Our Sources & Research Standards

Luxor  ·  Upper Egypt

The academic references, institutions, field expertise, and verification standards behind every article on Explore Luxor

Last updated: April 2026

Our Approach to Research

Every article, guide, and page on Explore Luxor begins with research — not a search engine. We approach the history, archaeology, and culture of Luxor the same way a careful scholar would: by going to the primary sources first, cross-referencing claims, and being honest about uncertainty when it exists.

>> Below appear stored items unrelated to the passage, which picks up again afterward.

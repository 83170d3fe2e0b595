//! Application layer - Use cases and port definitions.

pub mod ports;
pub mod use_cases;
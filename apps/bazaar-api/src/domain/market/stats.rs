//! Per-item 24h statistics over a transfer window.

use rust_decimal::Decimal;
use rust_decimal_macros::dec;
use serde::{Deserialize, Serialize};

use super::types::Transfer;

/// Seconds in one statistics window.
pub const WINDOW_SECS: i64 = 24 * 60 * 60;

/// Derived 24h metrics for one item.
#[derive(Debug, Clone, PartialEq, Serialize, Deserialize)]
pub struct ItemStats {
    /// Item identifier.
    pub item_id: String,
    /// Summed ETH value of the current 24h window.
    pub volume_24h_eth: Decimal,
    /// Summed units sold in the current 24h window.
    pub items_sold_24h: u64,
    /// Highest transfer price in the current window.
    pub high_24h: Option<Decimal>,
    /// Lowest transfer price in the current window.
    pub low_24h: Option<Decimal>,
    /// Most recent transfer price in the current window.
    pub last_price: Option<Decimal>,
    /// Price change vs. the start of the current window, percent.
    pub price_change_24h: Decimal,
    /// Volume change vs. the previous 24h window, percent.
    pub volume_change_24h: Decimal,
}

/// Percentage change from `previous` to `current`.
///
/// Defined as exactly `0` when `previous` is zero. That is not a true
/// rate, it just keeps a cold previous window from rendering as
/// infinity on the dashboard.
#[must_use]
pub fn percentage_change(current: Decimal, previous: Decimal) -> Decimal {
    if previous.is_zero() {
        return Decimal::ZERO;
    }
    (current - previous) / previous * dec!(100)
}

/// Compute 24h stats for one item from its last-48h transfers.
///
/// `transfers` may arrive in any order; the windows are
/// `[now - 24h, now)` (current) and `[now - 48h, now - 24h)`
/// (previous). Price change compares the chronologically first and
/// last transfer inside the current window rather than a calendar
/// open/close.
#[must_use]
pub fn compute_item_stats(item_id: &str, transfers: &[Transfer], now: i64) -> ItemStats {
    let current_start = now - WINDOW_SECS;
    let previous_start = now - 2 * WINDOW_SECS;

    let mut current: Vec<&Transfer> = transfers
        .iter()
        .filter(|t| t.timestamp >= current_start && t.timestamp < now)
        .collect();
    current.sort_by_key(|t| t.timestamp);

    let volume_24h_eth: Decimal = current.iter().map(|t| t.total_value_eth).sum();
    let items_sold_24h: u64 = current.iter().map(|t| t.quantity).sum();

    let previous_volume: Decimal = transfers
        .iter()
        .filter(|t| t.timestamp >= previous_start && t.timestamp < current_start)
        .map(|t| t.total_value_eth)
        .sum();

    let high_24h = current.iter().map(|t| t.unit_price_eth).max();
    let low_24h = current.iter().map(|t| t.unit_price_eth).min();

    let open_price = current.first().map(|t| t.unit_price_eth);
    let last_price = current.last().map(|t| t.unit_price_eth);

    let price_change_24h = match (open_price, last_price) {
        (Some(open), Some(last)) => percentage_change(last, open),
        _ => Decimal::ZERO,
    };

    ItemStats {
        item_id: item_id.to_string(),
        volume_24h_eth,
        items_sold_24h,
        high_24h,
        low_24h,
        last_price,
        price_change_24h,
        volume_change_24h: percentage_change(volume_24h_eth, previous_volume),
    }
}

Our standard: Every factual claim that could meaningfully affect a reader’s understanding of ancient Egypt is verified against at least one credible primary or peer-reviewed source before publication. Where sources conflict, we say so. Where scholars disagree, we represent the range of credible views.

Types of Sources We Use

We draw on six categories of sources, applied according to the nature of the content being written:

Primary Academic Sources
Peer-reviewed journal articles, published excavation reports, doctoral theses, and monographs by qualified Egyptologists and archaeologists. These are our highest-priority sources for any historical claim.
Official Institutional Sources
Publications and announcements from the Egyptian Ministry of Tourism and Antiquities, UNESCO World Heritage documentation, the Supreme Council of Antiquities, and major Egyptological institutions worldwide.
Established Reference Works
Authoritative encyclopaedias, dictionaries, and surveys of ancient Egypt that are widely cited in the scholarly community and regularly updated to reflect new findings.
Field & Expert Consultation
Direct input from licensed Egyptologists, archaeologists, professional tour guides, and local historians based in Luxor — people with direct, on-the-ground knowledge of the sites and the scholarship.
First-Hand Verification
On-the-ground checking of practical travel details — entrance fees, opening hours, access conditions, transport options — directly at the sites or via official ticketing channels.
Historical Image Archives
For our Artworks section, we draw on established public domain image archives and museum digital collections, verifying attribution and provenance against authoritative art historical records.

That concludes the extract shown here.